[Exercise materials — start]

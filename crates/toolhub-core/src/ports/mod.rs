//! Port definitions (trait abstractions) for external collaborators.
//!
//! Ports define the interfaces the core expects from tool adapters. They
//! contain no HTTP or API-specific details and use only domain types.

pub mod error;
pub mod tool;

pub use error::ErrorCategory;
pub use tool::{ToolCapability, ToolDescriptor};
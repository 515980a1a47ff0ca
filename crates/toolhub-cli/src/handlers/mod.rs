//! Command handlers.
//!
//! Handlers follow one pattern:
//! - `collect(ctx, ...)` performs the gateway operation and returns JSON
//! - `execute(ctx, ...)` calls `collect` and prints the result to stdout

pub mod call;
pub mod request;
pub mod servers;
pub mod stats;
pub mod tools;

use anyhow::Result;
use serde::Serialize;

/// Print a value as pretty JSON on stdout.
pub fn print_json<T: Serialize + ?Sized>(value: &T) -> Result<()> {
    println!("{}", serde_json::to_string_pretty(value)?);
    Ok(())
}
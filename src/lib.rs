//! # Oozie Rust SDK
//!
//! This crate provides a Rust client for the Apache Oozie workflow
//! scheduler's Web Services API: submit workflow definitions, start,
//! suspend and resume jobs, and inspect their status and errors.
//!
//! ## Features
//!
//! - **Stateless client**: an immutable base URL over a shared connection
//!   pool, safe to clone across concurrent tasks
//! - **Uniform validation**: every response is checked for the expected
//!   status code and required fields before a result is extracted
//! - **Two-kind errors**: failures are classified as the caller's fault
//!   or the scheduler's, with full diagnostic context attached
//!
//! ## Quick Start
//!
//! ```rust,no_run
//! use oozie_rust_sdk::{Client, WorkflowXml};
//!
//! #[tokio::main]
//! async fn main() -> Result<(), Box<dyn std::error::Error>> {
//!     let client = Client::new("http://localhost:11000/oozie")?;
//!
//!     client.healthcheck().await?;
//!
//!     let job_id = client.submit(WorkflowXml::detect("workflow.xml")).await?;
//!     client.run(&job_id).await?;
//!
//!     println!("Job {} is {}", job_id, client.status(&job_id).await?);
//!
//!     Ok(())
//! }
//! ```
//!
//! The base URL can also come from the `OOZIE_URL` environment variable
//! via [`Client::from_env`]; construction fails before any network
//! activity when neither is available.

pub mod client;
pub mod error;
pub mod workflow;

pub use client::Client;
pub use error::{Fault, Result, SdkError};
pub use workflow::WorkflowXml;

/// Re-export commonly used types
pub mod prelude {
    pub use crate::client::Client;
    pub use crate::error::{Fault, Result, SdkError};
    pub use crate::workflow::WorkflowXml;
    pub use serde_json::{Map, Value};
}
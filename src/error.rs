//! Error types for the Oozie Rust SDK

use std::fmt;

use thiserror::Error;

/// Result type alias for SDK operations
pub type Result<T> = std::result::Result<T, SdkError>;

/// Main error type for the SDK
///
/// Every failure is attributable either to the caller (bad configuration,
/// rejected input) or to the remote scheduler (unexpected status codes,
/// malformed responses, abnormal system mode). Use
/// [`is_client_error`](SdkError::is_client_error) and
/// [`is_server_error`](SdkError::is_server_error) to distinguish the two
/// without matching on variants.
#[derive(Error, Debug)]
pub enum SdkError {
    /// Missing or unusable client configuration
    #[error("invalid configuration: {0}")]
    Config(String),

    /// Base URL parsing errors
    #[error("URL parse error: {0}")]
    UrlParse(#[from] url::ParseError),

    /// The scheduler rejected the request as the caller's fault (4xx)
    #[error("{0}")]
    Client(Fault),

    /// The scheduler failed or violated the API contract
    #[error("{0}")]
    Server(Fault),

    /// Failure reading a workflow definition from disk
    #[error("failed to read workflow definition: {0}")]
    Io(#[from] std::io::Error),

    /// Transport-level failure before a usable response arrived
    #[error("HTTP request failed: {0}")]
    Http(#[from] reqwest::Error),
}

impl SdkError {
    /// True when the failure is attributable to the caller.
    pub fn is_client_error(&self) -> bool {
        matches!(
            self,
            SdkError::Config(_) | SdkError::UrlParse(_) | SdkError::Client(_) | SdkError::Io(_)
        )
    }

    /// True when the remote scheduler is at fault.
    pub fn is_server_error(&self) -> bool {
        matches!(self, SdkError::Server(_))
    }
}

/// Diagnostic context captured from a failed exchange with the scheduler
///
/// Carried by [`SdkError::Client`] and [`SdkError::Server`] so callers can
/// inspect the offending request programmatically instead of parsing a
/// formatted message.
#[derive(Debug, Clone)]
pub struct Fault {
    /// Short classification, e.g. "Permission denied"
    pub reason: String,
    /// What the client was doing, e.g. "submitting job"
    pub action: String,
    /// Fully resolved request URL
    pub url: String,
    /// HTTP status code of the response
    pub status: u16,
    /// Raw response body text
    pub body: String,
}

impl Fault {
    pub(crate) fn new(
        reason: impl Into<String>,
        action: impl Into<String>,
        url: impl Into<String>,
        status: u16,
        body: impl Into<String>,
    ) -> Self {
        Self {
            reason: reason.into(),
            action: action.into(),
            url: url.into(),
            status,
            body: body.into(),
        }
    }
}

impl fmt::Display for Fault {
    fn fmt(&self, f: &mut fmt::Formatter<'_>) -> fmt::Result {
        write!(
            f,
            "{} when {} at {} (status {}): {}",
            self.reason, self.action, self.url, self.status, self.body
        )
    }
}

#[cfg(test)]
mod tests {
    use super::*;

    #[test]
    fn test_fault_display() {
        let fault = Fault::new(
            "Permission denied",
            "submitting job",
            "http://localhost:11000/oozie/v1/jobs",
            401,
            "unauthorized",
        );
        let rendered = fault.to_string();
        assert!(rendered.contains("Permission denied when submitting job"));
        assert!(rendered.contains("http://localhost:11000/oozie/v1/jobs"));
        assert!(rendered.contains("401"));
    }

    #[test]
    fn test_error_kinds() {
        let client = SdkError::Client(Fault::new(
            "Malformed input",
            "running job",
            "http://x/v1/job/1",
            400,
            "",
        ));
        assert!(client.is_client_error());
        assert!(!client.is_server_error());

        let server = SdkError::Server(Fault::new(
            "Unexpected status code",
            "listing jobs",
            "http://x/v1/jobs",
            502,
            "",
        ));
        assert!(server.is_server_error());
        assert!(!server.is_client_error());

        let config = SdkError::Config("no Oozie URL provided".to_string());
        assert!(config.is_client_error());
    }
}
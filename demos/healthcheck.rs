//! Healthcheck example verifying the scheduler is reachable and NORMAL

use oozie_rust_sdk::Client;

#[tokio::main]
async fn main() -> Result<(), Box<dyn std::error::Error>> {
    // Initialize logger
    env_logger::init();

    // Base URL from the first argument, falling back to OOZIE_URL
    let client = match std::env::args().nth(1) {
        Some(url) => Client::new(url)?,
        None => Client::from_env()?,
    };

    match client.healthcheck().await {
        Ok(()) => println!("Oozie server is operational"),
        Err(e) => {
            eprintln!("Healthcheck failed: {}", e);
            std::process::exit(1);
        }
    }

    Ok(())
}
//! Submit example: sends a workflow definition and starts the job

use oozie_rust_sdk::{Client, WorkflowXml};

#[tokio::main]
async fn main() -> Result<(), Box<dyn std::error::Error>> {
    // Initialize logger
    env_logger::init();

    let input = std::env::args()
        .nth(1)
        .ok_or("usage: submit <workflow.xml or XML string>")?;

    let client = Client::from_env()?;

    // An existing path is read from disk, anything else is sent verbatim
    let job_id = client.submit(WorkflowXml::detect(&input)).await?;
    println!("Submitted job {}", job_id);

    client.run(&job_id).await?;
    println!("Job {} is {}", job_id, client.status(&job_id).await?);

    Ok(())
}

[Exercise materials — finish]

Task to carry out:
Output the data exactly, from the first line through the line that holds "result to stdout", so that no later line appears.

Completed task:
filename crates/toolhub-core/src/ports/mod.rs
//! Port definitions (trait abstractions) for external collaborators.
//!
//! Ports define the interfaces the core expects from tool adapters. They
//! contain no HTTP or API-specific details and use only domain types.

pub mod error;
pub mod tool;

pub use error::ErrorCategory;
pub use tool::{ToolCapability, ToolDescriptor};
repository 515980a1a47ff0ca
filename crates/toolhub-cli/src/handlers/mod.rs
//! Command handlers.
//!
//! Handlers follow one pattern:
//! - `collect(ctx, ...)` performs the gateway operation and returns JSON
//! - `execute(ctx, ...)` calls `collect` and prints the result to stdout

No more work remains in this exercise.